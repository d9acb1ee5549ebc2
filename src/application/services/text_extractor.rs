//! Text Extractor - markdown 转纯文本
//!
//! 优先使用外部转换器，失败时退化为直接读取原文（保留 markdown 语法）

use std::path::Path;
use std::sync::Arc;

use crate::application::error::ApplicationError;
use crate::application::ports::{ConvertError, TextConverterPort};

/// 文本提取服务
pub struct TextExtractor {
    converter: Arc<dyn TextConverterPort>,
}

impl TextExtractor {
    pub fn new(converter: Arc<dyn TextConverterPort>) -> Self {
        Self { converter }
    }

    /// 提取文档纯文本，并去除空行
    ///
    /// 转换器会启动子进程，放到阻塞线程池执行
    pub async fn extract(&self, document: &Path) -> Result<String, ApplicationError> {
        let converter = self.converter.clone();
        let path = document.to_path_buf();
        let converted = tokio::task::spawn_blocking(move || converter.to_plain_text(&path))
            .await
            .unwrap_or_else(|e| Err(ConvertError::Failed(e.to_string())));

        let raw = match converted {
            Ok(text) => text,
            Err(e) => {
                tracing::warn!(
                    path = %document.display(),
                    error = %e,
                    "Converter failed, reading raw document instead"
                );
                let bytes = tokio::fs::read(document).await.map_err(|e| {
                    ApplicationError::IoError(format!(
                        "Failed to read {}: {}",
                        document.display(),
                        e
                    ))
                })?;
                String::from_utf8_lossy(&bytes).into_owned()
            }
        };

        Ok(drop_blank_lines(&raw))
    }
}

/// 删除空白行，其余行按原顺序以单个换行连接
pub fn drop_blank_lines(text: &str) -> String {
    text.lines()
        .filter(|line| !line.trim().is_empty())
        .collect::<Vec<_>>()
        .join("\n")
}

#[cfg(test)]
mod tests {
    use super::*;
    use std::sync::Mutex;
    use std::thread::ThreadId;
    use tempfile::tempdir;

    struct StaticConverter(Result<String, ()>);

    impl TextConverterPort for StaticConverter {
        fn to_plain_text(&self, _document: &Path) -> Result<String, ConvertError> {
            self.0
                .clone()
                .map_err(|_| ConvertError::Unavailable("pandoc: not found".to_string()))
        }
    }

    /// 记录执行转换的线程
    #[derive(Default)]
    struct ThreadRecordingConverter(Mutex<Option<ThreadId>>);

    impl TextConverterPort for ThreadRecordingConverter {
        fn to_plain_text(&self, _document: &Path) -> Result<String, ConvertError> {
            *self.0.lock().unwrap() = Some(std::thread::current().id());
            Ok("converted".to_string())
        }
    }

    #[test]
    fn test_drop_blank_lines() {
        let text = "Title\n\n\n   \nFirst line\r\n\t\nSecond line\n";
        assert_eq!(drop_blank_lines(text), "Title\nFirst line\nSecond line");
        assert_eq!(drop_blank_lines("\n \n"), "");
    }

    #[tokio::test]
    async fn test_uses_converter_output() {
        let temp_dir = tempdir().unwrap();
        let doc = temp_dir.path().join("doc.md");
        std::fs::write(&doc, "# Heading\n\nBody").unwrap();

        let extractor = TextExtractor::new(Arc::new(StaticConverter(Ok(
            "Heading\n\n\nBody\n".to_string(),
        ))));
        let text = extractor.extract(&doc).await.unwrap();
        assert_eq!(text, "Heading\nBody");
    }

    #[tokio::test]
    async fn test_falls_back_to_raw_read() {
        let temp_dir = tempdir().unwrap();
        let doc = temp_dir.path().join("doc.md");
        std::fs::write(&doc, "# Heading\n\n* item **bold**\n\n").unwrap();

        let extractor = TextExtractor::new(Arc::new(StaticConverter(Err(()))));
        let text = extractor.extract(&doc).await.unwrap();
        // 退化路径保留 markdown 语法
        assert_eq!(text, "# Heading\n* item **bold**");
    }

    #[tokio::test]
    async fn test_fallback_missing_file_is_io_error() {
        let temp_dir = tempdir().unwrap();
        let doc = temp_dir.path().join("missing.md");

        let extractor = TextExtractor::new(Arc::new(StaticConverter(Err(()))));
        let result = extractor.extract(&doc).await;
        assert!(matches!(result, Err(ApplicationError::IoError(_))));
    }

    #[tokio::test]
    async fn test_converter_runs_off_runtime_thread() {
        let temp_dir = tempdir().unwrap();
        let doc = temp_dir.path().join("doc.md");
        std::fs::write(&doc, "# Heading").unwrap();

        let converter = Arc::new(ThreadRecordingConverter::default());
        let extractor = TextExtractor::new(converter.clone());
        let text = extractor.extract(&doc).await.unwrap();

        assert_eq!(text, "converted");
        let used = converter.0.lock().unwrap().expect("converter not called");
        assert_ne!(used, std::thread::current().id());
    }
}
//! Configuration Module
//!
//! 提供应用配置管理功能，支持多层级配置来源：
//! - 环境变量（最高优先级）
//! - 默认值（最低优先级）

mod loader;
mod types;

pub use loader::{load_config, load_config_from_env, print_config, ConfigError};
pub use types::{
    AppConfig, LogConfig, PreviewConfig, StorageConfig, SynthesisConfig, ToolsConfig, TtsConfig,
};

◆ **Brief**
Output the entries exactly. Leave nothing out.

◆ **Reply to the task**
repository d9acb1ee5549ebc2
filename src/application/services/text_extractor.rs
//! Text Extractor - markdown 转纯文本
//!
//! 优先使用外部转换器，失败时退化为直接读取原文（保留 markdown 语法）

use std::path::Path;
use std::sync::Arc;

use crate::application::error::ApplicationError;
use crate::application::ports::{ConvertError, TextConverterPort};

/// 文本提取服务
pub struct TextExtractor {
    converter: Arc<dyn TextConverterPort>,
}

impl TextExtractor {
    pub fn new(converter: Arc<dyn TextConverterPort>) -> Self {
        Self { converter }
    }

    /// 提取文档纯文本，并去除空行
    ///
    /// 转换器会启动子进程，放到阻塞线程池执行
    pub async fn extract(&self, document: &Path) -> Result<String, ApplicationError> {
        let converter = self.converter.clone();
        let path = document.to_path_buf();
        let converted = tokio::task::spawn_blocking(move || converter.to_plain_text(&path))
            .await
            .unwrap_or_else(|e| Err(ConvertError::Failed(e.to_string())));

        let raw = match converted {
            Ok(text) => text,
            Err(e) => {
                tracing::warn!(
                    path = %document.display(),
                    error = %e,
                    "Converter failed, reading raw document instead"
                );
                let bytes = tokio::fs::read(document).await.map_err(|e| {
                    ApplicationError::IoError(format!(
                        "Failed to read {}: {}",
                        document.display(),
                        e
                    ))
                })?;
                String::from_utf8_lossy(&bytes).into_owned()
            }
        };

        Ok(drop_blank_lines(&raw))
    }
}

/// 删除空白行，其余行按原顺序以单个换行连接
pub fn drop_blank_lines(text: &str) -> String {
    text.lines()
        .filter(|line| !line.trim().is_empty())
        .collect::<Vec<_>>()
        .join("\n")
}

#[cfg(test)]
mod tests {
    use super::*;
    use std::sync::Mutex;
    use std::thread::ThreadId;
    use tempfile::tempdir;

    struct StaticConverter(Result<String, ()>);

    impl TextConverterPort for StaticConverter {
        fn to_plain_text(&self, _document: &Path) -> Result<String, ConvertError> {
            self.0
                .clone()
                .map_err(|_| ConvertError::Unavailable("pandoc: not found".to_string()))
        }
    }

    /// 记录执行转换的线程
    #[derive(Default)]
    struct ThreadRecordingConverter(Mutex<Option<ThreadId>>);

    impl TextConverterPort for ThreadRecordingConverter {
        fn to_plain_text(&self, _document: &Path) -> Result<String, ConvertError> {
            *self.0.lock().unwrap() = Some(std::thread::current().id());
            Ok("converted".to_string())
        }
    }

    #[test]
    fn test_drop_blank_lines() {
        let text = "Title\n\n\n   \nFirst line\r\n\t\nSecond line\n";
        assert_eq!(drop_blank_lines(text), "Title\nFirst line\nSecond line");
        assert_eq!(drop_blank_lines("\n \n"), "");
    }

    #[tokio::test]
    async fn test_uses_converter_output() {
        let temp_dir = tempdir().unwrap();
        let doc = temp_dir.path().join("doc.md");
        std::fs::write(&doc, "# Heading\n\nBody").unwrap();

        let extractor = TextExtractor::new(Arc::new(StaticConverter(Ok(
            "Heading\n\n\nBody\n".to_string(),
        ))));
        let text = extractor.extract(&doc).await.unwrap();
        assert_eq!(text, "Heading\nBody");
    }

    #[tokio::test]
    async fn test_falls_back_to_raw_read() {
        let temp_dir = tempdir().unwrap();
        let doc = temp_dir.path().join("doc.md");
        std::fs::write(&doc, "# Heading\n\n* item **bold**\n\n").unwrap();

        let extractor = TextExtractor::new(Arc::new(StaticConverter(Err(()))));
        let text = extractor.extract(&doc).await.unwrap();
        // 退化路径保留 markdown 语法
        assert_eq!(text, "# Heading\n* item **bold**");
    }

    #[tokio::test]
    async fn test_fallback_missing_file_is_io_error() {
        let temp_dir = tempdir().unwrap();
        let doc = temp_dir.path().join("missing.md");

        let extractor = TextExtractor::new(Arc::new(StaticConverter(Err(()))));
        let result = extractor.extract(&doc).await;
        assert!(matches!(result, Err(ApplicationError::IoError(_))));
    }

    #[tokio::test]
    async fn test_converter_runs_off_runtime_thread() {
        let temp_dir = tempdir().unwrap();
        let doc = temp_dir.path().join("doc.md");
        std::fs::write(&doc, "# Heading").unwrap();

        let converter = Arc::new(ThreadRecordingConverter::default());
        let extractor = TextExtractor::new(converter.clone());
        let text = extractor.extract(&doc).await.unwrap();

        assert_eq!(text, "converted");
        let used = converter.0.lock().unwrap().expect("converter not called");
        assert_ne!(used, std::thread::current().id());
    }
}
//! Configuration Module
//!
//! 提供应用配置管理功能，支持多层级配置来源：
//! - 环境变量（最高优先级）
//! - 默认值（最低优先级）

mod loader;
mod types;

pub use loader::{load_config, load_config_from_env, print_config, ConfigError};
pub use types::{
    AppConfig, LogConfig, PreviewConfig, StorageConfig, SynthesisConfig, ToolsConfig, TtsConfig,
};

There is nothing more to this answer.